Study, and work; also thought, concentration, dedication (which I abundantly lack). Writing well takes all of that, even though we want it to be easy. Maybe everyone wishes they could do a back flip, but only a few people will get up early to train, and practice even with bruises, and sacrifice their social lives. The rest of us sit on the couch eating almond M&Ms while watching the Olympics. In my experience, there's no getting rid of the fear, no getting that annoying IE to just shut the hell up. There isn't an easy way. There is only doing it, or not doing it.
 
There's writing, and there's not writing.
 
And I hope you'll flip. I hope you'll take the deep breath and then fling yourself backward into the unknown with only a ponytail and some hope to keep you in the air. Because when you are flipping, when you are writing and you've kept writing even though it's not perfect or maybe even not good or really, even, bad, and you're writing anyway, you eventually get to this place, with both feet in the air: a sort of creative flying. When you get there, the IE is silent, everything is silent, everything but what you are writing. Keep writing! That is how you best the fear. Write anyway.

Comments

dawn

Thank you Amy for being so honest.

Kary in Colorado

You are amazing Amy. I love reading what you write. Keep flipping.

Gaynol

I've got a quote from you tacked up on my wall near my computer where I can always see it when I write, "Fear is the ultimate betrayer of creativity." It's my favorite and it helps silence my IE, who by the way is extremely mean spirited and probably deserves to be thrown off a cliff! Great entry!

Candace

You will be happy to know... My gift to me and future generations this Christmas is to set a goal of writing in my journal EVERY day! I have an IE that has prevented me from writing multiple times in my journal for fear of who is going to read this when I am gone and find out... well how un-smart I am... LOL... what do I care what people think of me when I am dead... but I do... Hi, my name is Candace and I fear judgements!

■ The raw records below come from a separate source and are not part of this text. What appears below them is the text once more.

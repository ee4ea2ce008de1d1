//! Tracking and polling of backend tasks.

use serde_json::Value;
use std::{
    collections::HashMap,
    sync::{
        atomic::{AtomicU64, Ordering},
        Arc, Mutex, PoisonError,
    },
    time::Duration,
};

use crate::{
    backend::TaskBackend,
    error::{AppError, Result},
    types::{Location, TaskId, TaskKind, TaskMeta, TaskStatus},
};

#[derive(Debug, Clone)]
struct RunningTask {
    kind: TaskKind,
    meta: TaskMeta,
    task_id: Option<TaskId>,
}

type RunningTasks = Arc<Mutex<HashMap<u64, RunningTask>>>;

/// Reservation of a (kind, location) slot in the task registry.
///
/// The slot is released when the reservation is dropped.
#[derive(Debug)]
pub struct PendingTask {
    slot: u64,
    running: RunningTasks,
}

impl PendingTask {
    fn attach(&self, task_id: TaskId) {
        let mut running = self.running.lock().unwrap_or_else(PoisonError::into_inner);
        if let Some(task) = running.get_mut(&self.slot) {
            task.task_id = Some(task_id);
        }
    }
}

impl Drop for PendingTask {
    fn drop(&mut self) {
        let mut running = self.running.lock().unwrap_or_else(PoisonError::into_inner);
        running.remove(&self.slot);
    }
}

/// Registry of in-flight backend tasks.
///
/// Prevents duplicate tasks for the same kind and location and polls the
/// backend until a task reaches a terminal state.
pub struct TaskRegistry {
    backend: Arc<dyn TaskBackend>,
    poll_interval: Duration,
    running: RunningTasks,
    next_slot: AtomicU64,
}

impl TaskRegistry {
    pub fn new(backend: Arc<dyn TaskBackend>, poll_interval: Duration) -> Self {
        Self {
            backend,
            poll_interval,
            running: Arc::new(Mutex::new(HashMap::new())),
            next_slot: AtomicU64::new(0),
        }
    }

    /// Reserve the slot for a task of `kind` scoped to `meta.location`.
    ///
    /// Returns `None` when a task with the same kind and location is already
    /// running. Takes effect immediately, before any suspension point.
    pub fn reserve(&self, kind: TaskKind, meta: TaskMeta) -> Option<PendingTask> {
        let mut running = self.running.lock().unwrap_or_else(PoisonError::into_inner);
        let busy =
            running.values().any(|task| task.kind == kind && task.meta.location == meta.location);
        if busy {
            return None;
        }

        let slot = self.next_slot.fetch_add(1, Ordering::Relaxed);
        running.insert(slot, RunningTask { kind, meta, task_id: None });
        Some(PendingTask { slot, running: self.running.clone() })
    }

    /// Whether a task of `kind` is running, optionally for one location only.
    pub fn is_task_running(&self, kind: TaskKind, location: Option<Location>) -> bool {
        let running = self.running.lock().unwrap_or_else(PoisonError::into_inner);
        running
            .values()
            .any(|task| task.kind == kind && (location.is_none() || task.meta.location == location))
    }

    /// Metadata of a running task of `kind`.
    pub fn task_metadata(&self, kind: TaskKind) -> Option<TaskMeta> {
        let running = self.running.lock().unwrap_or_else(PoisonError::into_inner);
        running.values().find(|task| task.kind == kind).map(|task| task.meta.clone())
    }

    /// Poll `task_id` until it finishes and return its result.
    ///
    /// Waits as long as the backend reports the task as pending; the slot
    /// held by `pending` is released once this returns.
    pub async fn await_task(&self, pending: PendingTask, task_id: TaskId) -> Result<Value> {
        pending.attach(task_id);
        tracing::debug!(task_id, "Awaiting backend task");

        loop {
            match self.backend.query_task(task_id).await? {
                TaskStatus::Pending => tokio::time::sleep(self.poll_interval).await,
                TaskStatus::Completed { outcome } => {
                    return match outcome.result {
                        Some(result) => Ok(result),
                        None => Err(AppError::TaskFailed {
                            task_id,
                            message: outcome
                                .message
                                .filter(|message| !message.is_empty())
                                .unwrap_or_else(|| "Task returned no result".to_string()),
                        }),
                    };
                }
                TaskStatus::NotFound => {
                    return Err(AppError::TaskFailed {
                        task_id,
                        message: "Task not found".to_string(),
                    })
                }
            }
        }
    }
}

I wish you were teaching again and could give me all of those journaling ideas again. I am a bit afraid that I will get stuck on what to write. Every day will be a challenge but I feel like it will truly help me be more expressive in all of my writing (such as scrapbooking, card signing, etc.).

Anyway, Thanks! I really appreciate you!

wendy

I love this, Amy! (Taking me a while to catch up on missed posts.)